#### Material provided:
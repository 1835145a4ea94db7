//! Windowed lazy loader.
//!
//! Pairs a [`RangeCache`] with a [`BoundsTracker`] and an injected
//! [`Fetcher`]. Renderers poll [`WindowedLoader::get_items`] every frame; when
//! it reports a miss they trigger [`WindowedLoader::load_items`] (or
//! [`WindowedLoader::spawn_load`]) and poll again once it completes.
//!
//! # State Machine
//!
//! ```text
//! Idle --[load_items]--> Loading --[commit | fetch error | cancel]--> Idle
//!                           │
//!                           └─[load_items]--> LoaderError::Busy
//! ```
//!
//! # Concurrency
//!
//! Cache and tracker live behind one `parking_lot::Mutex`, which is never
//! held across an await. Fetches for all missing sub-ranges run concurrently
//! and are joined before anything is written, so a load either commits every
//! sub-range or none of them.

use std::sync::atomic::{AtomicBool, AtomicU64, Ordering};
use std::sync::Arc;

use futures::future::try_join_all;
use parking_lot::Mutex;
use serde::Serialize;
use tokio::task::JoinHandle;
use tokio_util::sync::CancellationToken;
use tracing::{debug, info, warn};

use crate::cache::{ChunkPolicy, Match, RangeCache};
use crate::config::LoaderConfig;
use crate::error::CacheError;
use crate::loader::bounds::BoundsTracker;
use crate::loader::error::LoaderError;
use crate::loader::fetch::Fetcher;
use crate::moment::{Clock, Moment};
use crate::range::Range;
use crate::series::Sample;

type Span<T> = <<T as Sample>::Moment as Moment>::Span;

/// Answer to a synchronous window query.
#[derive(Debug, Clone, PartialEq)]
pub struct Lookup<T> {
    /// `false` means the window is unknown and must be loaded.
    pub found: bool,
    /// Items inside the requested window (empty when not found).
    pub items: Vec<T>,
}

impl<T> Lookup<T> {
    pub fn found(items: Vec<T>) -> Self {
        Self { found: true, items }
    }

    pub fn missing() -> Self {
        Self {
            found: false,
            items: Vec::new(),
        }
    }
}

/// Outcome of a completed load.
#[derive(Debug, Clone, PartialEq, Eq)]
pub struct LoadReport<M> {
    /// Window the load covered, or `None` if it lay in a confirmed-empty zone.
    pub window: Option<Range<M>>,
    /// Sub-ranges that were fetched.
    pub fetched: Vec<Range<M>>,
    /// Number of items received.
    pub items: usize,
    /// `false` when results were discarded because the cache was cleared
    /// or switched resolution mid-flight.
    pub committed: bool,
}

impl<M> LoadReport<M> {
    fn nothing(window: Option<Range<M>>) -> Self {
        Self {
            window,
            fetched: Vec::new(),
            items: 0,
            committed: true,
        }
    }
}

/// Point-in-time counters for a loader.
#[derive(Debug, Clone, Copy, Default, PartialEq, Eq, Serialize)]
pub struct LoaderStats {
    pub chunks: usize,
    pub items: usize,
    pub loads: u64,
    pub fetches: u64,
}

struct LoaderState<T: Sample> {
    cache: RangeCache<T>,
    tracker: BoundsTracker<T::Moment>,
    /// Bumped on clear/resolution change so in-flight loads can tell they are stale.
    generation: u64,
}

/// Clears the loading flag however the load ends.
struct LoadingGuard<'a>(&'a AtomicBool);

impl Drop for LoadingGuard<'_> {
    fn drop(&mut self) {
        self.0.store(false, Ordering::Release);
    }
}

/// Lazily loaded, windowed view over a conceptually infinite series.
pub struct WindowedLoader<T: Sample> {
    config: LoaderConfig,
    fetcher: Arc<dyn Fetcher<T>>,
    clock: Arc<dyn Clock<T::Moment>>,
    state: Mutex<LoaderState<T>>,
    loading: AtomicBool,
    loads: AtomicU64,
    fetches: AtomicU64,
}

impl<T: Sample> std::fmt::Debug for WindowedLoader<T> {
    fn fmt(&self, f: &mut std::fmt::Formatter<'_>) -> std::fmt::Result {
        f.debug_struct("WindowedLoader")
            .field("config", &self.config)
            .field("loading", &self.loading)
            .finish_non_exhaustive()
    }
}

impl<T: Sample> WindowedLoader<T> {
    /// Create a loader for samples spaced by `resolution`.
    pub fn new(
        resolution: Span<T>,
        fetcher: Arc<dyn Fetcher<T>>,
        clock: Arc<dyn Clock<T::Moment>>,
        config: LoaderConfig,
    ) -> Result<Self, LoaderError<T::Moment>> {
        config.validate()?;
        let cache = RangeCache::new(resolution, config.chunk_policy)?;
        let tracker = BoundsTracker::new(clock.now());

        Ok(Self {
            config,
            fetcher,
            clock,
            state: Mutex::new(LoaderState {
                cache,
                tracker,
                generation: 0,
            }),
            loading: AtomicBool::new(false),
            loads: AtomicU64::new(0),
            fetches: AtomicU64::new(0),
        })
    }

    pub fn config(&self) -> &LoaderConfig {
        &self.config
    }

    pub fn resolution(&self) -> Span<T> {
        self.state.lock().cache.resolution()
    }

    pub fn chunk_policy(&self) -> ChunkPolicy {
        self.config.chunk_policy
    }

    /// Whether a load is in flight.
    pub fn is_loading(&self) -> bool {
        self.loading.load(Ordering::Acquire)
    }

    /// Extent of cached chunks, or the epoch sentinel when empty.
    pub fn bounds(&self) -> Range<T::Moment> {
        self.state.lock().cache.bounds()
    }

    /// Extent of cached chunks, or `None` when nothing is cached.
    pub fn coverage(&self) -> Option<Range<T::Moment>> {
        let state = self.state.lock();
        (!state.cache.is_empty()).then(|| state.cache.bounds())
    }

    /// Snapshot of the confirmed-empty zones.
    pub fn tracker(&self) -> BoundsTracker<T::Moment> {
        self.state.lock().tracker.clone()
    }

    /// Counter bumped by every `clear` and resolution change.
    ///
    /// Caches layered on top compare it to notice their copy is stale.
    pub fn generation(&self) -> u64 {
        self.state.lock().generation
    }

    pub fn stats(&self) -> LoaderStats {
        let state = self.state.lock();
        LoaderStats {
            chunks: state.cache.len(),
            items: state.cache.item_count(),
            loads: self.loads.load(Ordering::Relaxed),
            fetches: self.fetches.load(Ordering::Relaxed),
        }
    }

    /// Synchronous window query. Never blocks on I/O.
    ///
    /// Returns `found = false` when the buffered window around `[start, end]`
    /// is not cached yet. `found = true` with no items means the window is
    /// known to be empty.
    pub fn get_items(
        &self,
        start: T::Moment,
        end: T::Moment,
    ) -> Result<Lookup<T>, CacheError<T::Moment>> {
        Range::new(start, end)?;
        let mut state = self.state.lock();
        let resolution = state.cache.resolution();

        let (min, max) = state
            .tracker
            .get_bounds(start, end, self.config.buffer_zone_factor);
        let from = start.max(min);
        let to = end.min(max);
        if from > to {
            // Entire window lies in a confirmed-empty zone
            return Ok(Lookup::found(Vec::new()));
        }
        let visible = Range::ordered(from, to).snap(resolution);

        if state.cache.is_empty() {
            let known_empty = state.tracker.contains(visible.start(), visible.end());
            return Ok(if known_empty {
                Lookup::found(Vec::new())
            } else {
                Lookup::missing()
            });
        }

        let (keep_min, keep_max) = state
            .tracker
            .get_bounds(start, end, self.config.cache_zone_factor);
        if keep_min <= keep_max {
            let retained = Range::ordered(keep_min, keep_max).snap(resolution);
            state.cache.retain_within(&retained);
        }

        let buffered = Range::ordered(min, max).snap(resolution);
        if !state.cache.has_data(&buffered) {
            return Ok(Lookup::missing());
        }
        Ok(Lookup::found(items_from(state.cache.get_data(&visible), from)))
    }

    /// Point lookup for hover/crosshair features.
    pub fn get_item(&self, moment: T::Moment, policy: Match) -> Option<T> {
        self.state.lock().cache.get_item(moment, policy).cloned()
    }

    /// Fetch whatever is missing around `[start, end]` and commit it.
    ///
    /// Only one load may run at a time; a concurrent call fails with
    /// [`LoaderError::Busy`]. The loading flag is released however the load
    /// ends, including when the future is dropped.
    pub async fn load_items(
        &self,
        start: T::Moment,
        end: T::Moment,
    ) -> Result<LoadReport<T::Moment>, LoaderError<T::Moment>> {
        Range::new(start, end)?;
        self.loading
            .compare_exchange(false, true, Ordering::AcqRel, Ordering::Acquire)
            .map_err(|_| LoaderError::Busy)?;
        let _guard = LoadingGuard(&self.loading);
        self.loads.fetch_add(1, Ordering::Relaxed);

        let (generation, resolution, window, gaps) = {
            let mut state = self.state.lock();
            state.tracker.advance(self.clock.now());

            let (min, max) = state
                .tracker
                .get_bounds(start, end, self.config.load_zone_factor);
            if min > max {
                debug!(?start, ?end, "Load window lies in a confirmed-empty zone");
                return Ok(LoadReport::nothing(None));
            }
            let resolution = state.cache.resolution();
            let window = Range::ordered(min, max).snap(resolution);
            if state.cache.is_empty() && state.tracker.contains(window.start(), window.end()) {
                debug!(%window, "Load window already proven empty");
                return Ok(LoadReport::nothing(None));
            }
            let gaps = state.cache.get_empty_ranges(&window);
            (state.generation, resolution, window, gaps)
        };

        if gaps.is_empty() {
            debug!(%window, "Load window already cached");
            return Ok(LoadReport::nothing(Some(window)));
        }

        debug!(%window, sub_ranges = gaps.len(), "Fetching missing sub-ranges");
        self.fetches.fetch_add(gaps.len() as u64, Ordering::Relaxed);

        let requests = gaps.iter().map(|&gap| {
            let fetch = self.fetcher.fetch(resolution, gap);
            async move {
                fetch
                    .await
                    .map(|items| (gap, items))
                    .map_err(|source| LoaderError::Fetch { range: gap, source })
            }
        });
        let results = match try_join_all(requests).await {
            Ok(results) => results,
            Err(e) => {
                warn!(%window, error = %e, "Load failed, nothing committed");
                return Err(e);
            }
        };

        self.commit(generation, window, results)
    }

    fn commit(
        &self,
        generation: u64,
        window: Range<T::Moment>,
        results: Vec<(Range<T::Moment>, Vec<T>)>,
    ) -> Result<LoadReport<T::Moment>, LoaderError<T::Moment>> {
        let fetched: Vec<Range<T::Moment>> = results.iter().map(|(range, _)| *range).collect();
        let items: usize = results.iter().map(|(_, items)| items.len()).sum();
        let mut state = self.state.lock();

        if state.generation != generation {
            warn!(%window, "Cache was reset during load, discarding results");
            return Ok(LoadReport {
                window: Some(window),
                fetched,
                items,
                committed: false,
            });
        }

        if state.cache.is_empty() && items == 0 {
            state.tracker.shrink_bounds(window.start(), window.end());
            debug!(%window, "Window is empty, remembered");
        } else {
            for (range, batch) in results {
                state.cache.add_data(range, batch)?;
            }
            if let Some(extent) = state.cache.item_extent() {
                state.tracker.extend_bounds(extent.start(), extent.end());
                // Only the chunk holding the first sample proves its own head
                // empty; earlier chunks may be separated from it by a hole
                let head = state
                    .cache
                    .chunks()
                    .find(|chunk| !chunk.is_empty())
                    .map(|chunk| chunk.range().start());
                if let Some(head) = head.filter(|&head| head < extent.start()) {
                    state.tracker.mark_empty_before(head, extent.start());
                }
            }
            debug!(
                %window,
                items,
                chunks = state.cache.len(),
                "Committed load"
            );
        }

        Ok(LoadReport {
            window: Some(window),
            fetched,
            items,
            committed: true,
        })
    }

    /// Like [`load_items`](Self::load_items), but gives up when `cancel` fires.
    ///
    /// A cancelled load commits nothing.
    pub async fn load_items_with_cancel(
        &self,
        start: T::Moment,
        end: T::Moment,
        cancel: CancellationToken,
    ) -> Result<LoadReport<T::Moment>, LoaderError<T::Moment>> {
        tokio::select! {
            biased;
            _ = cancel.cancelled() => {
                debug!(?start, ?end, "Load cancelled");
                Err(LoaderError::Cancelled)
            }
            result = self.load_items(start, end) => result,
        }
    }

    /// Fire-and-forget load on the tokio runtime.
    ///
    /// `on_loaded` runs once, only if the load succeeds. The returned handle
    /// still carries the result for callers that want to observe failures.
    pub fn spawn_load<F>(
        self: &Arc<Self>,
        start: T::Moment,
        end: T::Moment,
        on_loaded: F,
    ) -> JoinHandle<Result<LoadReport<T::Moment>, LoaderError<T::Moment>>>
    where
        F: FnOnce() + Send + 'static,
    {
        let loader = Arc::clone(self);
        tokio::spawn(async move {
            let result = loader.load_items(start, end).await;
            if result.is_ok() {
                on_loaded();
            }
            result
        })
    }

    /// Switch resolution. Clears the cache and resets the tracker when it
    /// differs from the current one; a no-op otherwise.
    pub fn set_resolution(&self, resolution: Span<T>) -> Result<bool, CacheError<T::Moment>> {
        let mut state = self.state.lock();
        let changed = state.cache.set_resolution(resolution)?;
        if changed {
            state.tracker.reset(self.clock.now());
            state.generation += 1;
            info!(?resolution, "Resolution changed, cache cleared");
        }
        Ok(changed)
    }

    /// Drop all cached data and forget confirmed-empty zones.
    pub fn clear(&self) {
        let mut state = self.state.lock();
        state.cache.clear();
        state.tracker.reset(self.clock.now());
        state.generation += 1;
        info!("Cache cleared");
    }
}

/// Drop the leading items that the grid-snapped window pulled in before `from`.
pub(crate) fn items_from<T: Sample>(mut items: Vec<T>, from: T::Moment) -> Vec<T> {
    let skip = items.partition_point(|item| item.moment() < from);
    items.drain(..skip);
    items
}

#### Action item:
Go through the entries and copy each line holding the string "commits".

#### Response:
//! and are joined before anything is written, so a load either commits every
    /// A cancelled load commits nothing.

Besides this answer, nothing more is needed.